%%

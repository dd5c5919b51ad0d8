//! Configuration and constants for the CLI and stats server.

use std::time::Duration;

/// Default host the stats server binds to
pub const DEFAULT_HOST: &str = "localhost";

/// Default port the stats server listens on
pub const DEFAULT_PORT: u16 = 8000;

/// Default timeout for report submissions to a remote stats server
pub const DEFAULT_SUBMIT_TIMEOUT: Duration = Duration::from_secs(30);

/// Current report schema version
pub const SCHEMA_VERSION: &str = "1.0.0";

/// Key under which the schema version is stored in persisted report files.
/// Mode keys are single characters, so this can never collide with one.
pub const VERSION_KEY: &str = "version";

/// Seconds between two consecutive stack samples, unless the telemetry
/// source reports its own interval
pub const DEFAULT_SAMPLE_INTERVAL: f64 = 0.001;

// Heatmap skip compression thresholds.
// Runs of unexecuted lines longer than MIN_SKIP_RUN collapse into a
// skip marker, but only for sources of at least MIN_LINES_FOR_SKIPS
// lines - short files are always shown in full.
pub const MIN_SKIP_RUN: u32 = 10;
pub const MIN_LINES_FOR_SKIPS: u32 = 100;
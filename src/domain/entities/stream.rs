//! Events delivered by the exchange user-data stream.

use serde::Serialize;

use crate::domain::entities::order::OrderStatus;

/// A parsed user-data frame. Frames that are neither order nor account
/// updates are dropped at the wire boundary.
#[derive(Debug, Clone, Serialize)]
pub enum StreamEvent {
    Order(OrderUpdateEvent),
    Account(AccountUpdateEvent),
}

/// `ORDER_TRADE_UPDATE`
#[derive(Debug, Clone, Serialize)]
pub struct OrderUpdateEvent {
    pub symbol: String,
    pub order_id: i64,
    pub client_order_id: String,
    pub side: String,
    pub order_type: String,
    pub execution_type: String,
    pub status: OrderStatus,
    pub last_filled_qty: f64,
    pub filled_qty: f64,
    pub avg_price: f64,
    pub realized_profit: f64,
}

/// `ACCOUNT_UPDATE`
#[derive(Debug, Clone, Serialize)]
pub struct AccountUpdateEvent {
    pub reason: String,
    pub balances: Vec<BalanceUpdate>,
    pub positions: Vec<PositionStateUpdate>,
}

#[derive(Debug, Clone, Serialize)]
pub struct BalanceUpdate {
    pub asset: String,
    pub wallet_balance: f64,
    pub cross_wallet_balance: f64,
    pub balance_change: f64,
}

#[derive(Debug, Clone, Serialize)]
pub struct PositionStateUpdate {
    pub symbol: String,
    pub position_amount: f64,
    pub entry_price: f64,
    pub unrealized_pnl: f64,
    pub margin_type: String,
    pub position_side: String,
}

%%

ACTION ITEM: The required output is the full set of entries, reproduced verbatim.

ANSWER BELOW:
repository dd5c5919b51ad0d8
//! Configuration and constants for the CLI and stats server.

use std::time::Duration;

/// Default host the stats server binds to
pub const DEFAULT_HOST: &str = "localhost";

/// Default port the stats server listens on
pub const DEFAULT_PORT: u16 = 8000;

/// Default timeout for report submissions to a remote stats server
pub const DEFAULT_SUBMIT_TIMEOUT: Duration = Duration::from_secs(30);

/// Current report schema version
pub const SCHEMA_VERSION: &str = "1.0.0";

/// Key under which the schema version is stored in persisted report files.
/// Mode keys are single characters, so this can never collide with one.
pub const VERSION_KEY: &str = "version";

/// Seconds between two consecutive stack samples, unless the telemetry
/// source reports its own interval
pub const DEFAULT_SAMPLE_INTERVAL: f64 = 0.001;

// Heatmap skip compression thresholds.
// Runs of unexecuted lines longer than MIN_SKIP_RUN collapse into a
// skip marker, but only for sources of at least MIN_LINES_FOR_SKIPS
// lines - short files are always shown in full.
pub const MIN_SKIP_RUN: u32 = 10;
pub const MIN_LINES_FOR_SKIPS: u32 = 100;
filename src/domain/entities/stream.rs
//! Events delivered by the exchange user-data stream.

use serde::Serialize;

use crate::domain::entities::order::OrderStatus;

/// A parsed user-data frame. Frames that are neither order nor account
/// updates are dropped at the wire boundary.
#[derive(Debug, Clone, Serialize)]
pub enum StreamEvent {
    Order(OrderUpdateEvent),
    Account(AccountUpdateEvent),
}

/// `ORDER_TRADE_UPDATE`
#[derive(Debug, Clone, Serialize)]
pub struct OrderUpdateEvent {
    pub symbol: String,
    pub order_id: i64,
    pub client_order_id: String,
    pub side: String,
    pub order_type: String,
    pub execution_type: String,
    pub status: OrderStatus,
    pub last_filled_qty: f64,
    pub filled_qty: f64,
    pub avg_price: f64,
    pub realized_profit: f64,
}

/// `ACCOUNT_UPDATE`
#[derive(Debug, Clone, Serialize)]
pub struct AccountUpdateEvent {
    pub reason: String,
    pub balances: Vec<BalanceUpdate>,
    pub positions: Vec<PositionStateUpdate>,
}

#[derive(Debug, Clone, Serialize)]
pub struct BalanceUpdate {
    pub asset: String,
    pub wallet_balance: f64,
    pub cross_wallet_balance: f64,
    pub balance_change: f64,
}

#[derive(Debug, Clone, Serialize)]
pub struct PositionStateUpdate {
    pub symbol: String,
    pub position_amount: f64,
    pub entry_price: f64,
    pub unrealized_pnl: f64,
    pub margin_type: String,
    pub position_side: String,
}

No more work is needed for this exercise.